In short, the changes:

  • amend Chapter 6CA of the Act so that entities and their officers will only be liable for civil penalty proceedings in respect of continuous disclosure obligations where they have acted with “knowledge, recklessness or negligence”; and
  • ensures that corresponding misleading conduct provisions of the Corporations Act and ASIC Act contain defences which are consistent with the altered disclosure regime (i.e. to ensure the respective legal requirements are consistent and overcomes the major limitations of the COVID-19 temporary measure which we discussed last year - Continuous Disclosure in the time of COVID-19 – do the temporary changes actually make a difference?).  

The proposed changes are intended to reduce the uncertainty concerning some continuous disclosure decisions and discourage ‘opportunistic’ class actions under Australia’s continuous disclosure laws.  We expect that changes will have a significant impact on the class action market given the introduction of the ‘knowledge or negligence’ requirement materially raises the evidentiary burden on what a class action claimant would need to establish liability in a securities class action.  
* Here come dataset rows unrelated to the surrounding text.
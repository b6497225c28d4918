//! Darcy-Weisbach friction with Reynolds-delimited regimes.
//!
//! - Laminar (Re < 2300): f = 64/Re
//! - Transitional (2300 ≤ Re < 63000): smooth-pipe Nikuradse fit f = 0.3164·Re^-0.25,
//!   blended linearly from the laminar value over 2300..4000 so f stays continuous
//! - Beyond 63000 the transitional fit is extrapolated and the result is flagged
//!   [`FlowRegime::BeyondRange`] so callers can report it.

use crate::common::{dynamic_pressure, mean_velocity, reynolds};

/// Upper bound of the laminar regime.
pub const RE_LAMINAR_MAX: f64 = 2300.0;

/// End of the laminar-to-Nikuradse blend.
pub const RE_BLEND_END: f64 = 4000.0;

/// Upper bound of the validated transitional fit.
pub const RE_TRANSITIONAL_MAX: f64 = 63_000.0;

/// Correlation branch used for a friction factor.
#[derive(Debug, Clone, Copy, PartialEq, Eq)]
pub enum FlowRegime {
    Laminar,
    Transitional,
    /// Outside every validated branch; nearest-branch extrapolation.
    BeyondRange,
}

/// Darcy friction factor with the regime it came from.
#[derive(Debug, Clone, Copy, PartialEq)]
pub struct FrictionFactor {
    pub value: f64,
    pub regime: FlowRegime,
}

fn nikuradse(re: f64) -> f64 {
    0.3164 / re.powf(0.25)
}

/// Darcy friction factor for a Reynolds number. A non-positive Reynolds number means no flow.
pub fn darcy_friction_factor(re: f64) -> FrictionFactor {
    if re <= 0.0 {
        return FrictionFactor {
            value: 0.0,
            regime: FlowRegime::Laminar,
        };
    }

    if re < RE_LAMINAR_MAX {
        FrictionFactor {
            value: 64.0 / re,
            regime: FlowRegime::Laminar,
        }
    } else if re < RE_BLEND_END {
        let f_lam = 64.0 / RE_LAMINAR_MAX;
        let f_end = nikuradse(RE_BLEND_END);
        let w = (re - RE_LAMINAR_MAX) / (RE_BLEND_END - RE_LAMINAR_MAX);
        FrictionFactor {
            value: f_lam + w * (f_end - f_lam),
            regime: FlowRegime::Transitional,
        }
    } else if re < RE_TRANSITIONAL_MAX {
        FrictionFactor {
            value: nikuradse(re),
            regime: FlowRegime::Transitional,
        }
    } else {
        FrictionFactor {
            value: nikuradse(re),
            regime: FlowRegime::BeyondRange,
        }
    }
}

/// Pressure loss across a straight run plus lumped minor losses.
#[derive(Debug, Clone, Copy, PartialEq)]
pub struct DuctLoss {
    /// Pressure loss (Pa)
    pub dp: f64,
    pub reynolds: f64,
    pub friction: FrictionFactor,
}

/// Darcy-Weisbach loss ΔP = (f·L/D + K)·ρv²/2 for an incompressible flow.
///
/// All arguments are SI: kg/s, kg/m³, Pa·s, m, m.
pub fn duct_loss(
    mdot: f64,
    rho: f64,
    viscosity: f64,
    diameter: f64,
    length: f64,
    k_minor: f64,
) -> DuctLoss {
    let v = mean_velocity(mdot, rho, diameter);
    let re = reynolds(rho, v, diameter, viscosity);
    let friction = darcy_friction_factor(re);
    let dp = (friction.value * length / diameter + k_minor) * dynamic_pressure(rho, v);
    DuctLoss {
        dp,
        reynolds: re,
        friction,
    }
}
The changes follow on from a contentious period, including the granting of temporary relief through the Treasurer’s COVID-19 emergency powers and then a Senates Economic References Committee Report in June which recommended against the reforms. That report crystallised the competing arguments on both sides and articulated the potential significance that long term changes could have on the manner in which disclosure is approached by companies and the potential for redress in the event of inaccurate market disclosure. We discussed that report in detail - Continuous disclosure reforms rejected by Senate Committee.

The legislation will also provide temporary relief for virtual AGMs and the signing of electronic documents until 31 March 2022 as well as some additional technical measures around electronic communications we will address in a separate update.


Obviously, any reform to the long-standing continuous disclosure laws is a politically charged and important topic.  The submissions made to the Senate Committee were emotive and critics of the proposed reforms have argued there was insufficient consultation and that the changes are likely to lead to a decrease in the amount and timeliness of information that is disclosed to the market.

While Australia’s continuous disclosure regime is fundamental to the efficiency and integrity of our capital markets, the previous strict liability position has undoubtedly contributed to the significant growth in the securities class action industry and the corresponding risks to public companies and their directors and officers in relation to disclosure issues.  Striking the right balance between encouraging good disclosure and penalising poor disclosure is always difficult.  The reforms seek to more fully recognise that many disclosure issues involve difficult judgments made under significant time pressure with imperfect information. 

In our view you can still have very strict continuous disclosure obligations while recognising that directors do not always have perfect information or the benefit of hindsight.  Given that, we think there is good reason to believe that the changes will not disproportionately shift the balance in a way that undermines market confidence in corporate disclosure, integrity or accountability nor result in a material practical difference in the approach that listed companies take to their continuous disclosure obligations.  Companies will need to approach continuous disclosure with the same rigour and care, it should simply mean that there is some reasonable protection for circumstances where failures to disclose information in a timely way did not involve knowledge, recklessness or negligence.